Primary hemophagocytic lymphohistiocytosis (HLH) is an autosomal recessive disorder
with very high mortality rates, mainly affecting infants and young children, which
is characterized by fever, hepatosplenomegaly, and cytopenias. Of great clinical importance
are the neurologic symptoms, which are common and may even dominate the clinical picture
and precede the systemic presentation. These symptoms are extremely variable, ranging
from irritability, bulging fontanelle, and neck stiffness, to convulsions, cranial
nerve palsies, ataxia, hemiplegia/tetraplegia, and unconsciousness.

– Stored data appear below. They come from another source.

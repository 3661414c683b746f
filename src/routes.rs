//! Route guard: which view a navigation lands on.
//!
//! SYSTEM CONTEXT
//! ==============
//! `/login` is the only public view. Everything else requires a signed-in
//! user once the session has finished loading; while `restore()` is still in
//! flight the requested view is kept so a page refresh does not bounce
//! through the login screen.

#[cfg(test)]
#[path = "routes_test.rs"]
mod routes_test;

use crate::session::SessionSnapshot;

#[derive(Clone, Copy, Debug, PartialEq, Eq)]
pub enum View {
    Login,
    Dashboard,
    Planning,
    Tracking,
    Intelligence,
    Settings,
}

impl View {
    pub const ALL: [Self; 6] =
        [Self::Login, Self::Dashboard, Self::Planning, Self::Tracking, Self::Intelligence, Self::Settings];

    #[must_use]
    pub fn path(self) -> &'static str {
        match self {
            Self::Login => "/login",
            Self::Dashboard => "/dashboard",
            Self::Planning => "/planning",
            Self::Tracking => "/tracking",
            Self::Intelligence => "/intelligence",
            Self::Settings => "/settings",
        }
    }

    #[must_use]
    pub fn is_public(self) -> bool {
        matches!(self, Self::Login)
    }

    fn from_path(path: &str) -> Option<Self> {
        Self::ALL.into_iter().find(|view| view.path() == path)
    }
}

/// Outcome of resolving a path.
#[derive(Clone, Copy, Debug, PartialEq, Eq)]
pub enum Navigation {
    Render(View),
    Redirect(View),
}

impl Navigation {
    #[must_use]
    pub fn view(self) -> View {
        match self {
            Self::Render(view) | Self::Redirect(view) => view,
        }
    }
}

/// True when auth has loaded and no user is present.
#[must_use]
pub fn should_redirect_unauth(session: &SessionSnapshot) -> bool {
    !session.is_loading && session.user.is_none()
}

/// Resolve `path` against the route table and the current session.
#[must_use]
pub fn resolve(path: &str, session: &SessionSnapshot) -> Navigation {
    let path = normalize(path);
    let Some(view) = View::from_path(&path) else {
        return guard(View::Dashboard, session, true);
    };
    guard(view, session, false)
}

fn guard(view: View, session: &SessionSnapshot, redirected: bool) -> Navigation {
    if !view.is_public() && should_redirect_unauth(session) {
        return Navigation::Redirect(View::Login);
    }
    if redirected { Navigation::Redirect(view) } else { Navigation::Render(view) }
}

/// Drop query/fragment and trailing slashes; keep a lone `/`.
fn normalize(path: &str) -> String {
    let path = path.split(['?', '#']).next().unwrap_or_default();
    let trimmed = path.trim_end_matches('/');
    if trimmed.is_empty() { "/".to_owned() } else { trimmed.to_owned() }
}
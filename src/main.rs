use std::process::ExitCode;
use std::sync::Arc;

use clap::{Args, Parser, Subcommand};
use nexo::routes::{self, Navigation};
use nexo::types::{OAuthProvider, RegisterProfile};
use nexo::{ApiError, AppState, ClientConfig, FileStorage, ThemePreference};
use serde::Serialize;
use serde_json::Value;
use tracing_subscriber::EnvFilter;

#[derive(Debug, thiserror::Error)]
enum CliError {
    #[error(transparent)]
    Api(#[from] ApiError),
    #[error("invalid JSON payload: {0}")]
    InvalidJson(#[from] serde_json::Error),
    #[error("not signed in; run `nexo login` first")]
    NotSignedIn,
}

#[derive(Parser, Debug)]
#[command(name = "nexo", about = "Nexo project-management API client")]
struct Cli {
    /// API root, e.g. `http://localhost:5000/api`.
    #[arg(long, env = "NEXO_API_BASE_URL")]
    base_url: Option<String>,

    /// Directory holding the persisted token and theme.
    #[arg(long, env = "NEXO_STATE_DIR")]
    state_dir: Option<std::path::PathBuf>,

    #[command(subcommand)]
    command: Command,
}

#[derive(Subcommand, Debug)]
enum Command {
    /// Probe `GET /health`.
    Health,
    Login {
        #[arg(long)]
        email: String,
        #[arg(long, env = "NEXO_PASSWORD", hide_env_values = true)]
        password: String,
    },
    Register {
        #[arg(long)]
        email: String,
        #[arg(long, env = "NEXO_PASSWORD", hide_env_values = true)]
        password: String,
        #[arg(long)]
        username: Option<String>,
        #[arg(long)]
        name: Option<String>,
    },
    /// Sign in through `google` or `microsoft`.
    Oauth {
        provider: OAuthProvider,
    },
    Logout,
    /// Validate the stored token and print the signed-in user.
    Whoami,
    Project(ProjectCommand),
    Task(TaskCommand),
    Kpi(KpiCommand),
    Ai(AiCommand),
    Analytics {
        project_id: i64,
    },
    Theme(ThemeCommand),
    /// Show which view a path resolves to for the current session.
    Route {
        path: String,
    },
}

#[derive(Args, Debug)]
struct ProjectCommand {
    #[command(subcommand)]
    command: ProjectSubcommand,
}

#[derive(Subcommand, Debug)]
enum ProjectSubcommand {
    List {
        #[arg(long)]
        user_id: Option<i64>,
    },
    Get {
        project_id: i64,
    },
    Create {
        #[arg(long)]
        data: String,
    },
    Update {
        project_id: i64,
        #[arg(long)]
        data: String,
    },
    Delete {
        project_id: i64,
    },
}

#[derive(Args, Debug)]
struct TaskCommand {
    #[command(subcommand)]
    command: TaskSubcommand,
}

#[derive(Subcommand, Debug)]
enum TaskSubcommand {
    List {
        project_id: i64,
    },
    Create {
        project_id: i64,
        #[arg(long)]
        data: String,
    },
    Update {
        task_id: i64,
        #[arg(long)]
        data: String,
    },
    Delete {
        task_id: i64,
    },
}

#[derive(Args, Debug)]
struct KpiCommand {
    #[command(subcommand)]
    command: KpiSubcommand,
}

#[derive(Subcommand, Debug)]
enum KpiSubcommand {
    List {
        project_id: i64,
    },
    Create {
        project_id: i64,
        #[arg(long)]
        data: String,
    },
    Update {
        kpi_id: i64,
        #[arg(long)]
        data: String,
    },
}

#[derive(Args, Debug)]
struct AiCommand {
    #[command(subcommand)]
    command: AiSubcommand,
}

#[derive(Subcommand, Debug)]
enum AiSubcommand {
    /// Turn a free-text description into a SMART objective.
    Objective {
        description: String,
    },
    /// Generate tasks for a project objective.
    Tasks {
        project_id: i64,
        objective: String,
    },
}

#[derive(Args, Debug)]
struct ThemeCommand {
    /// Treat the host as preferring dark mode when resolving `system`.
    #[arg(long, default_value_t = false, global = true)]
    system_dark: bool,

    #[command(subcommand)]
    command: ThemeSubcommand,
}

#[derive(Subcommand, Debug)]
enum ThemeSubcommand {
    Show,
    Set { preference: ThemePreference },
    Toggle,
}

#[tokio::main]
async fn main() -> ExitCode {
    let _ = dotenvy::dotenv();
    tracing_subscriber::fmt()
        .with_env_filter(EnvFilter::try_from_default_env().unwrap_or_else(|_| EnvFilter::new("warn")))
        .with_writer(std::io::stderr)
        .init();

    let cli = Cli::parse();
    match run(cli).await {
        Ok(()) => ExitCode::SUCCESS,
        Err(e) => {
            eprintln!("error: {e}");
            ExitCode::FAILURE
        }
    }
}

async fn run(cli: Cli) -> Result<(), CliError> {
    let mut config = ClientConfig::from_env_with_base_url(cli.base_url.as_deref())?;
    if let Some(dir) = cli.state_dir {
        config.state_dir = dir;
    }

    let storage = Arc::new(FileStorage::new(&config.state_dir));
    let app = AppState::new(&config, storage)?;

    match cli.command {
        Command::Health => print_json(&app.gateway.health().await?),
        Command::Login { email, password } => {
            let user = app.session.login(&email, &password).await?;
            eprintln!("signed in as {}", user.display_name());
            Ok(())
        }
        Command::Register { email, password, username, name } => {
            let profile = RegisterProfile { email, password, username, name };
            let user = app.session.register(&profile).await?;
            eprintln!("registered and signed in as {}", user.display_name());
            Ok(())
        }
        Command::Oauth { provider } => {
            let user = app.session.login_with_oauth(provider).await?;
            eprintln!("signed in via {provider} as {}", user.display_name());
            Ok(())
        }
        Command::Logout => {
            app.session.logout().await;
            eprintln!("signed out");
            Ok(())
        }
        Command::Whoami => {
            if !app.session.restore().await {
                return Err(CliError::NotSignedIn);
            }
            let user = app.session.user().ok_or(CliError::NotSignedIn)?;
            print_json(&user)
        }
        Command::Project(project) => run_project(&app, project).await,
        Command::Task(task) => run_task(&app, task).await,
        Command::Kpi(kpi) => run_kpi(&app, kpi).await,
        Command::Ai(ai) => run_ai(&app, ai).await,
        Command::Analytics { project_id } => print_json(&app.gateway.project_analytics(project_id).await?),
        Command::Theme(theme) => run_theme(&app, theme),
        Command::Route { path } => {
            app.session.restore().await;
            let navigation = routes::resolve(&path, &app.session.snapshot());
            match navigation {
                Navigation::Render(view) => println!("render {}", view.path()),
                Navigation::Redirect(view) => println!("redirect {}", view.path()),
            }
            Ok(())
        }
    }
}

async fn run_project(app: &AppState, project: ProjectCommand) -> Result<(), CliError> {
    let gw = &app.gateway;
    match project.command {
        ProjectSubcommand::List { user_id } => print_json(&gw.projects(user_id).await?),
        ProjectSubcommand::Get { project_id } => print_json(&gw.project(project_id).await?),
        ProjectSubcommand::Create { data } => print_json(&gw.create_project(&parse_data(&data)?).await?),
        ProjectSubcommand::Update { project_id, data } => {
            print_json(&gw.update_project(project_id, &parse_data(&data)?).await?)
        }
        ProjectSubcommand::Delete { project_id } => {
            gw.delete_project(project_id).await?;
            eprintln!("deleted project {project_id}");
            Ok(())
        }
    }
}

async fn run_task(app: &AppState, task: TaskCommand) -> Result<(), CliError> {
    let gw = &app.gateway;
    match task.command {
        TaskSubcommand::List { project_id } => print_json(&gw.project_tasks(project_id).await?),
        TaskSubcommand::Create { project_id, data } => print_json(&gw.create_task(project_id, &parse_data(&data)?).await?),
        TaskSubcommand::Update { task_id, data } => print_json(&gw.update_task(task_id, &parse_data(&data)?).await?),
        TaskSubcommand::Delete { task_id } => {
            gw.delete_task(task_id).await?;
            eprintln!("deleted task {task_id}");
            Ok(())
        }
    }
}

async fn run_kpi(app: &AppState, kpi: KpiCommand) -> Result<(), CliError> {
    let gw = &app.gateway;
    match kpi.command {
        KpiSubcommand::List { project_id } => print_json(&gw.project_kpis(project_id).await?),
        KpiSubcommand::Create { project_id, data } => print_json(&gw.create_kpi(project_id, &parse_data(&data)?).await?),
        KpiSubcommand::Update { kpi_id, data } => print_json(&gw.update_kpi(kpi_id, &parse_data(&data)?).await?),
    }
}

async fn run_ai(app: &AppState, ai: AiCommand) -> Result<(), CliError> {
    match ai.command {
        AiSubcommand::Objective { description } => {
            print_json(&app.gateway.generate_smart_objective(&description).await?)
        }
        AiSubcommand::Tasks { project_id, objective } => {
            print_json(&app.gateway.generate_tasks(project_id, &objective).await?)
        }
    }
}

fn run_theme(app: &AppState, theme: ThemeCommand) -> Result<(), CliError> {
    match theme.command {
        ThemeSubcommand::Show => {}
        ThemeSubcommand::Set { preference } => app.theme.set(preference)?,
        ThemeSubcommand::Toggle => {
            app.theme.toggle(theme.system_dark)?;
        }
    }
    println!("{} ({})", app.theme.preference(), app.theme.resolve(theme.system_dark).as_str());
    Ok(())
}

fn parse_data(data: &str) -> Result<Value, CliError> {
    Ok(serde_json::from_str::<Value>(data)?)
}

fn print_json<T: Serialize + ?Sized>(value: &T) -> Result<(), CliError> {
    let rendered = serde_json::to_string_pretty(value)?;
    println!("{rendered}");
    Ok(())
}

To elucidate this neurologic involvement further, we reviewed the neuropathologic
postmortem findings from 23 children and their neurologic symptoms.
Macroscopically, edema was present in many cases, and in some with advanced disease,
softening and destruction of the tissue were conspicuous. The microscopic picture
was exceedingly variable, ranging from almost normal to very advanced changes. In
the mildest form of HLH, only the meninges were involved with infiltration of lymphocytes
and macrophages (stage I), whereas more advanced cases in addition also showed perivascular
infiltrates (stage II). In even more advanced disease there was also a diffuse infiltration
in the tissue (stage III), as well as a multifocal necrosis. A prominent astrogliosis
was present in such cases. Hemophagocytosis was seen in most patients, most commonly
in the leptomeninges.
HLH affecting the central nervous system imitates several neurologic disorders and
may be misdiagnosed. A staging system for the neuropathologic findings is presented.
In children with obscure central nervous systems symptoms and a progressive encephalopathy,
the diagnosis of HLH may be considered, in particular because treatments are available.